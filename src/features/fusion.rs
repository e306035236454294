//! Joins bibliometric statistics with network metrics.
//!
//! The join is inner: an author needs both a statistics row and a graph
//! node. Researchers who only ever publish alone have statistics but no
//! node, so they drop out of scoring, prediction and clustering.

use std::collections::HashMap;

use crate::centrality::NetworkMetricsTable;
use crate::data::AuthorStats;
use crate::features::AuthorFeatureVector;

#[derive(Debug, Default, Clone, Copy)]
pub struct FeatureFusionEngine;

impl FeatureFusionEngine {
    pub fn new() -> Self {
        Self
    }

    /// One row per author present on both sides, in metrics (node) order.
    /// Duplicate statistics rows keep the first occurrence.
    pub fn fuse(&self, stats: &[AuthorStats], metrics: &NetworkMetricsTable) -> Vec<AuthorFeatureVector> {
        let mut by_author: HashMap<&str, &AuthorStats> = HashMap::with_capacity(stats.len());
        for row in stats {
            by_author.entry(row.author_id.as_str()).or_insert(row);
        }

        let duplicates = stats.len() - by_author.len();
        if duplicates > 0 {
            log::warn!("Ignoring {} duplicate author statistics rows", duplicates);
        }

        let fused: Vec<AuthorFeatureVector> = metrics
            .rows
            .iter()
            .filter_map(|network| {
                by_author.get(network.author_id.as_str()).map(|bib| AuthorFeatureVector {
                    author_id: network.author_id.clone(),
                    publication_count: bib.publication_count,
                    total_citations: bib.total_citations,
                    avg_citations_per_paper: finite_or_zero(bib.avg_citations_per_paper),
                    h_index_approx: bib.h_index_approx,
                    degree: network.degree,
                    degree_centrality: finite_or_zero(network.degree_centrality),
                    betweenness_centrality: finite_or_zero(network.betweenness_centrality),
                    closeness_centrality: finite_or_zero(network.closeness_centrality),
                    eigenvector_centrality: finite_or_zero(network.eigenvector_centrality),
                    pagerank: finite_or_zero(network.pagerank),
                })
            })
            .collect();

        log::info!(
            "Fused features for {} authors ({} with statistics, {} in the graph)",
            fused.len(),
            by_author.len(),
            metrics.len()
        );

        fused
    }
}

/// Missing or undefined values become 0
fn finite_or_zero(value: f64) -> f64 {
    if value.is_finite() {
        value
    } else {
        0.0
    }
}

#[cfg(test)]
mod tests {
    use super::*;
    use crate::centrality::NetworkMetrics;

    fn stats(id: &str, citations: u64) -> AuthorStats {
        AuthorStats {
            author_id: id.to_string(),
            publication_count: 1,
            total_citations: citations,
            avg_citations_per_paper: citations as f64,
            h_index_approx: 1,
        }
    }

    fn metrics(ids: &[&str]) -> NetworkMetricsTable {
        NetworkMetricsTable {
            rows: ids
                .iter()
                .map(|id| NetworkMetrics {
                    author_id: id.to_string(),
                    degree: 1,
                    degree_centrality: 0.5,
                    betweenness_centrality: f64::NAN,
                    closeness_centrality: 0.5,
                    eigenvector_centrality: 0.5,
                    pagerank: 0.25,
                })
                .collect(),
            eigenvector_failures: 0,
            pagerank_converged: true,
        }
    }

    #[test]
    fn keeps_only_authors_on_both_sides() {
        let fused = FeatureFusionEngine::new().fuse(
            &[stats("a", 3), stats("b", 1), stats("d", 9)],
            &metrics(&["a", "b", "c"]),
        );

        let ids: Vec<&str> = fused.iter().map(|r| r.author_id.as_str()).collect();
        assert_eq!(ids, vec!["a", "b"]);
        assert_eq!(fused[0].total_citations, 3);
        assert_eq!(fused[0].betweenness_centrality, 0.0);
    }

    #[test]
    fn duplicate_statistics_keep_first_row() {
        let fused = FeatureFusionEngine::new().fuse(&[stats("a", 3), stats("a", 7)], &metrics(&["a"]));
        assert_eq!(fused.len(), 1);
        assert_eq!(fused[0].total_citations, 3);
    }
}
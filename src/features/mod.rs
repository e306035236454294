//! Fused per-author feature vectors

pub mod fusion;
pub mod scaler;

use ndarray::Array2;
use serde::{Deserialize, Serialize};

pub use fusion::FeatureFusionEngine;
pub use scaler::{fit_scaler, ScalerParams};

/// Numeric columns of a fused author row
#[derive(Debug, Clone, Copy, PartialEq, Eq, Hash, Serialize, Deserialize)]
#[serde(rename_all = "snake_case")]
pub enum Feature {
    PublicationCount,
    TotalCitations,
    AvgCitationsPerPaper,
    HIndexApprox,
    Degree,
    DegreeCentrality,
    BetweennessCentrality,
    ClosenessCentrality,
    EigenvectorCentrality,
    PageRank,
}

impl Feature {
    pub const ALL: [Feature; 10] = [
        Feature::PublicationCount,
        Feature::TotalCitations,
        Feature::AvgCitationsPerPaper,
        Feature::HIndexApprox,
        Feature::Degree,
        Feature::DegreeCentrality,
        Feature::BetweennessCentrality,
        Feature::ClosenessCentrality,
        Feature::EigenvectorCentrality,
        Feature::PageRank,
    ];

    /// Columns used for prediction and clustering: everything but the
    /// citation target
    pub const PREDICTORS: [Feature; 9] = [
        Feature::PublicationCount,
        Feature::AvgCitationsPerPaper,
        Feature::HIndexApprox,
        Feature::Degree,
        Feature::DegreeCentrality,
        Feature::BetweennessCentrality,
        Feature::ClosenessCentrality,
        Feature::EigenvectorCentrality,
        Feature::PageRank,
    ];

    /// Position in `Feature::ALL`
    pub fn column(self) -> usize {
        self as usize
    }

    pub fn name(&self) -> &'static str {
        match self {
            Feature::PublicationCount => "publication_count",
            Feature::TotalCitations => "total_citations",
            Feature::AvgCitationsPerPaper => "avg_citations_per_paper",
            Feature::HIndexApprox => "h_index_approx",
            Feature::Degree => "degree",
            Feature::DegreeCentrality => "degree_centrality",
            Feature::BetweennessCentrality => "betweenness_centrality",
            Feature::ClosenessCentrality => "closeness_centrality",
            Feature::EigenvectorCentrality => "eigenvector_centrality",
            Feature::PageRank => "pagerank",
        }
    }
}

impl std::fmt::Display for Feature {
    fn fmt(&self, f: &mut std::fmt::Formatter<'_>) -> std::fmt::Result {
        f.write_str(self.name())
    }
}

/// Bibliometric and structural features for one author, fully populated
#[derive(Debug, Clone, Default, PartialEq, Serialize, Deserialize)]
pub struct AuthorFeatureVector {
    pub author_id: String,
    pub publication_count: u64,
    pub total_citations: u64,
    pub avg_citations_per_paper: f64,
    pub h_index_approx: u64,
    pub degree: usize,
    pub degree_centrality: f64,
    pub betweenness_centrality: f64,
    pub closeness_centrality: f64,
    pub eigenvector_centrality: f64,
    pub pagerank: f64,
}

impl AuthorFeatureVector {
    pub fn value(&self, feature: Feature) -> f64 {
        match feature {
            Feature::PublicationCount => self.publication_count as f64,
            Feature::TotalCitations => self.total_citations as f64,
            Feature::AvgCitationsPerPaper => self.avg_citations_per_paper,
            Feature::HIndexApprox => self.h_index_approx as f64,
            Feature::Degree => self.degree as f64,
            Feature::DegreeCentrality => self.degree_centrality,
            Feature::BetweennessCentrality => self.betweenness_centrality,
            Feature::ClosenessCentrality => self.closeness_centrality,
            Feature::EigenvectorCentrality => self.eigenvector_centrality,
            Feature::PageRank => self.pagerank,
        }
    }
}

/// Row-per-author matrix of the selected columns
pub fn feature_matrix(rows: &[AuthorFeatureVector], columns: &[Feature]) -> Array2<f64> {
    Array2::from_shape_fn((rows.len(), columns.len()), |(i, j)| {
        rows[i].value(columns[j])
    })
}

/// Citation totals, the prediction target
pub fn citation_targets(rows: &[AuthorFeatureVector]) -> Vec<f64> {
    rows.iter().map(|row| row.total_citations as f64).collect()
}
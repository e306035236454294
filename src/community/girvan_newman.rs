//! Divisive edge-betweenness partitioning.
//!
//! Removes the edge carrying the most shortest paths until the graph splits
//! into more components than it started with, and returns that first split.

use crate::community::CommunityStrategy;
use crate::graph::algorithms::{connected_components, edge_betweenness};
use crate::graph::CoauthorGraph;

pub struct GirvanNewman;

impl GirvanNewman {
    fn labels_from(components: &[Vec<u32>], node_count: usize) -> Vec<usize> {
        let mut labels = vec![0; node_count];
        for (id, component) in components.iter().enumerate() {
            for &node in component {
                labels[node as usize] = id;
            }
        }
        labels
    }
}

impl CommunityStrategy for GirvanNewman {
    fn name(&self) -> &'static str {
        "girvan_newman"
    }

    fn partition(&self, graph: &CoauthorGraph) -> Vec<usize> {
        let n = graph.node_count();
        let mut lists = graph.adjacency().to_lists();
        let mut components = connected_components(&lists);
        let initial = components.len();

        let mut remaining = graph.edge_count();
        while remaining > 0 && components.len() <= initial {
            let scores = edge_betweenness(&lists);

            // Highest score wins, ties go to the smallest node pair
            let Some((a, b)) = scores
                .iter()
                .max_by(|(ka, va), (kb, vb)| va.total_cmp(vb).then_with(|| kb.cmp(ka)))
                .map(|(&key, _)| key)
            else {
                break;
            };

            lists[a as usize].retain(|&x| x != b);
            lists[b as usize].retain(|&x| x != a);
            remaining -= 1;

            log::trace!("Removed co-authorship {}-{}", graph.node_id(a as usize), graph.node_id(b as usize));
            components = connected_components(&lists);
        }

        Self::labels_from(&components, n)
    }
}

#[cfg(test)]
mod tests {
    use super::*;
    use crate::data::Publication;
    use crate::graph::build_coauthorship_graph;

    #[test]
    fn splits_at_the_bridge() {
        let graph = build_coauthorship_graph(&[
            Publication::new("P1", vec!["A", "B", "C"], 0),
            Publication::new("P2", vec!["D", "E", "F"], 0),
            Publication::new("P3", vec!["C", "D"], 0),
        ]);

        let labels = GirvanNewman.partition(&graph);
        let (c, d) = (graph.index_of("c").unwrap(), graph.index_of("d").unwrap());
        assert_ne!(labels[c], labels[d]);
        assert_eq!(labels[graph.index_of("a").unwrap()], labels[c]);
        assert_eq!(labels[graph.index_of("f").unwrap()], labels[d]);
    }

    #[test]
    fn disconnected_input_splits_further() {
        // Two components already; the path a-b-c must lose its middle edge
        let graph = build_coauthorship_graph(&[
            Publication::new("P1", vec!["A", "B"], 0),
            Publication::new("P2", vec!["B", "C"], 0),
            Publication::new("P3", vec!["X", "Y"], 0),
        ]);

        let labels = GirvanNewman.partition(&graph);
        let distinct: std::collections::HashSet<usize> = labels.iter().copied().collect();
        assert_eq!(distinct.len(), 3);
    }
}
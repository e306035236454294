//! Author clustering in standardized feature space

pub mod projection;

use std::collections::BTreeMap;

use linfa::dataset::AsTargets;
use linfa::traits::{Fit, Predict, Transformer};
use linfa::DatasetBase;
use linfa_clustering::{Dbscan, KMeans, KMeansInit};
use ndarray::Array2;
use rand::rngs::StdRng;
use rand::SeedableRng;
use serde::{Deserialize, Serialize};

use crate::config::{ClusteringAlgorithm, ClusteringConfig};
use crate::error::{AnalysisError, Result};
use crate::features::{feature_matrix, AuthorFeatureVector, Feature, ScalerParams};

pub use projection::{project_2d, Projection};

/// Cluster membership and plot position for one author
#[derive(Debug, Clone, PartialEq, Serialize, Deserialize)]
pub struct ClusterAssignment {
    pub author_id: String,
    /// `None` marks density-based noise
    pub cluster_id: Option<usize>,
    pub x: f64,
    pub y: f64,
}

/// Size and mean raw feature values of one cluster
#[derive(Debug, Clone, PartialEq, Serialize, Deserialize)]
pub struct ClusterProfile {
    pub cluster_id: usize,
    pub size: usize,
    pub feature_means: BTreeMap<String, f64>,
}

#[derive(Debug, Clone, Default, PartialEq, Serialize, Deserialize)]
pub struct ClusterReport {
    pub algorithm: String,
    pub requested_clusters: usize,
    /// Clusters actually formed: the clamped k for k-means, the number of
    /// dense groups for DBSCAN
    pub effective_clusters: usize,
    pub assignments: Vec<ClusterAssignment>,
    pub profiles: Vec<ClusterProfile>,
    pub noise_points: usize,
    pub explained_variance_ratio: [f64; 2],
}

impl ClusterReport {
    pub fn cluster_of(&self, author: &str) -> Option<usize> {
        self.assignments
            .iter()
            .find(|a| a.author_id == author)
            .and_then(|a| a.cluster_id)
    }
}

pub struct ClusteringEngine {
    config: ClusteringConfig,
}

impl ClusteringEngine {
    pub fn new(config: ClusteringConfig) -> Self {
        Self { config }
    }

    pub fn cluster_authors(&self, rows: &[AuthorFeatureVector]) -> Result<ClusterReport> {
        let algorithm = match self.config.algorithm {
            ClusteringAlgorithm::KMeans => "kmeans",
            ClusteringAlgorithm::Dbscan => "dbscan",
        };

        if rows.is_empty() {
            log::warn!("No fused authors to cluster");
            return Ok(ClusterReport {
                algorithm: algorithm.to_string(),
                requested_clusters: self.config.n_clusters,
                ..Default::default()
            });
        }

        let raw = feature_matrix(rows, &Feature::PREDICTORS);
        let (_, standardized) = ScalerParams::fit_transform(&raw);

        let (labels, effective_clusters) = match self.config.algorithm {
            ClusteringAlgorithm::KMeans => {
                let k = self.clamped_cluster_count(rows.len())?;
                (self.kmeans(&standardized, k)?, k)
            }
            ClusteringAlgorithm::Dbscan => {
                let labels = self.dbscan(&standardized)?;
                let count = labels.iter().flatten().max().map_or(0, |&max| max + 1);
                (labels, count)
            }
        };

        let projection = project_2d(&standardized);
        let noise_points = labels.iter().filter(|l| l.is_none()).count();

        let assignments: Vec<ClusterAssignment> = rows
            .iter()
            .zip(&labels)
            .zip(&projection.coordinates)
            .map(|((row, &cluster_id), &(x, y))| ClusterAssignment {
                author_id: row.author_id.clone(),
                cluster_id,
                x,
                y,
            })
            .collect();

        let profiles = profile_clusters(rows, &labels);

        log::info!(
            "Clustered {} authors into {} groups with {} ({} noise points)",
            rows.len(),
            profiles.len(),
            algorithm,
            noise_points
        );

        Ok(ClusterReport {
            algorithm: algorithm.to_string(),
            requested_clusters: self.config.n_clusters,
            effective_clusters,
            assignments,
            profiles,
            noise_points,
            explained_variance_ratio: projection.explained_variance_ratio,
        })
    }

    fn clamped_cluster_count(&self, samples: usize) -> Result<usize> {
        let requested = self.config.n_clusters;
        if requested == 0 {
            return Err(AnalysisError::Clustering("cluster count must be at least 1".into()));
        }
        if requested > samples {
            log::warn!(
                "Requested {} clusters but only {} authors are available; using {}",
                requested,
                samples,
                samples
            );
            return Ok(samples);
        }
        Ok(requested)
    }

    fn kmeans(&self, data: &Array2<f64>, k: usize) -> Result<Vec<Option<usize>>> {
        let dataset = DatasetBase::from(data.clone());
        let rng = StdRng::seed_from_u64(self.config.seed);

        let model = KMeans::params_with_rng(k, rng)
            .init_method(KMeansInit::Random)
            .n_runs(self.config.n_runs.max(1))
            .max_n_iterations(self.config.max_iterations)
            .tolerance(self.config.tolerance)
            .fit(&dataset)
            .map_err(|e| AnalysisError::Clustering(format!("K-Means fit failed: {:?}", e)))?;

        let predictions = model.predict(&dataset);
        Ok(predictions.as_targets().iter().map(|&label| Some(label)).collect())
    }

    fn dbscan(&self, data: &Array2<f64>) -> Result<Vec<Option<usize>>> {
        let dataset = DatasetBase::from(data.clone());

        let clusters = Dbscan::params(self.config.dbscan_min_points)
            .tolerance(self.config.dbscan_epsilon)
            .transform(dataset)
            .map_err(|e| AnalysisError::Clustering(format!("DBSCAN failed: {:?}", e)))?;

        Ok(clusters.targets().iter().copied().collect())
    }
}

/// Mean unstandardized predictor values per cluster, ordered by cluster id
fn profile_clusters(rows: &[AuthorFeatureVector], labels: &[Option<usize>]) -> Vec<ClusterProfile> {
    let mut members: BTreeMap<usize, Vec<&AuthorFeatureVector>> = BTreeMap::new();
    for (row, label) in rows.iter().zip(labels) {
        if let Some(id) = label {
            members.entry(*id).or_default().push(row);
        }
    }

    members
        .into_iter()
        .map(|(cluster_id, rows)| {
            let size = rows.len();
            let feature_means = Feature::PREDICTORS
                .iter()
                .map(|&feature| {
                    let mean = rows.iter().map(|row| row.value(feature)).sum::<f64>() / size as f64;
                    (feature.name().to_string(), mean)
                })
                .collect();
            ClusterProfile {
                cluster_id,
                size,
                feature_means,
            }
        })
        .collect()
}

→ **PROBLEM TO SOLVE**: Go through the records from the first line and copy each one exactly, ending after the line that contains "use crate::data::AuthorStats;". Give nothing else.

→ **RESULT BELOW**:
filename src/features/fusion.rs
repository e306035236454294
//! Joins bibliometric statistics with network metrics.
//!
//! The join is inner: an author needs both a statistics row and a graph
//! node. Researchers who only ever publish alone have statistics but no
//! node, so they drop out of scoring, prediction and clustering.

use std::collections::HashMap;

use crate::centrality::NetworkMetricsTable;
use crate::data::AuthorStats;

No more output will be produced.